Task item: Using the entries that follow, state how many lines contain "difference", with no other words.

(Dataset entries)
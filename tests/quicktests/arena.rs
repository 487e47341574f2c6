use arena_bst::arena::Tree;

use std::collections::{HashMap, HashSet};

use quickcheck_macros::quickcheck;

use crate::Op;

/// Applies a set of operations to a tree and a hashmap.
/// This way we can ensure that after a random smattering of inserts
/// and deletes we have the same set of keys in the map.
///
/// The map overwrites on duplicate insert while the tree rejects, so a
/// duplicate is only mirrored into the map when the tree accepted it.
fn do_ops<K, V>(ops: &[Op<K, V>], bst: &mut Tree<K, V>, map: &mut HashMap<K, V>)
where
    K: std::hash::Hash + Eq + Clone + Ord,
    V: Clone,
{
    for op in ops {
        match op {
            Op::Insert(k, v) => {
                let inserted = bst.insert(k.clone(), v.clone());
                assert_eq!(inserted.is_err(), map.contains_key(k));
                if inserted.is_ok() {
                    map.insert(k.clone(), v.clone());
                }
            }
            Op::Remove(k) => {
                bst.delete(k);
                map.remove(k);
            }
        }
    }
}

#[quickcheck]
fn fuzz_multiple_operations_i8(ops: Vec<Op<i8, i8>>) -> bool {
    let mut tree = Tree::new();
    let mut map = HashMap::new();

    do_ops(&ops, &mut tree, &mut map);
    tree.len() == map.len()
        && map
            .iter()
            .all(|(key, value)| tree.search(key).map(|node| tree.data(node)) == Some(value))
}

#[quickcheck]
fn contains(xs: Vec<i8>) -> bool {
    let mut tree = Tree::new();
    for x in &xs {
        let _ = tree.insert(*x, *x);
    }

    xs.iter()
        .all(|x| tree.search(x).map(|node| tree.data(node)) == Some(x))
}

#[quickcheck]
fn contains_not(xs: Vec<i8>, nots: Vec<i8>) -> bool {
    let mut tree = Tree::new();
    for x in &xs {
        let _ = tree.insert(*x, *x);
    }
    let added: HashSet<_> = xs.into_iter().collect();
    let nots: HashSet<_> = nots.into_iter().collect();
    let mut nots = nots.difference(&added);

    nots.all(|x| tree.search(x) == None)
}

#[quickcheck]
fn with_deletions(xs: Vec<i8>, deletes: Vec<i8>) -> bool {
    let mut tree = Tree::new();
    for x in &xs {
        let _ = tree.insert(*x, *x);
    }
    for delete in &deletes {
        tree.delete(delete);
    }

    let added: HashSet<_> = xs.into_iter().collect();
    let deleted: HashSet<_> = deletes.iter().copied().collect();

    deleted.iter().all(|x| tree.search(x).is_none())
        && added.difference(&deleted).all(|x| tree.search(x).is_some())
}

#[quickcheck]
fn in_order_traversal_is_sorted(ops: Vec<Op<i8, i8>>) -> bool {
    let mut tree = Tree::new();
    let mut map = HashMap::new();

    do_ops(&ops, &mut tree, &mut map);

    let mut keys = Vec::new();
    let mut current = tree.root().map(|root| tree.leftmost(root));
    while let Some(node) = current {
        keys.push(*tree.key(node));
        current = tree.successor(node);
    }

    keys.len() == map.len() && keys.windows(2).all(|pair| pair[0] < pair[1])
}

#[quickcheck]
fn successor_inverts_predecessor(xs: Vec<i8>) -> bool {
    let mut tree = Tree::new();
    for x in &xs {
        let _ = tree.insert(*x, *x);
    }

    let root = match tree.root() {
        Some(root) => root,
        None => return true,
    };

    let mut node = tree.leftmost(root);
    loop {
        if let Some(pred) = tree.predecessor(node) {
            if tree.successor(pred) != Some(node) {
                return false;
            }
        }
        match tree.successor(node) {
            Some(next) => {
                if tree.predecessor(next) != Some(node) {
                    return false;
                }
                node = next;
            }
            None => break,
        }
    }
    true
}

Task solution: 2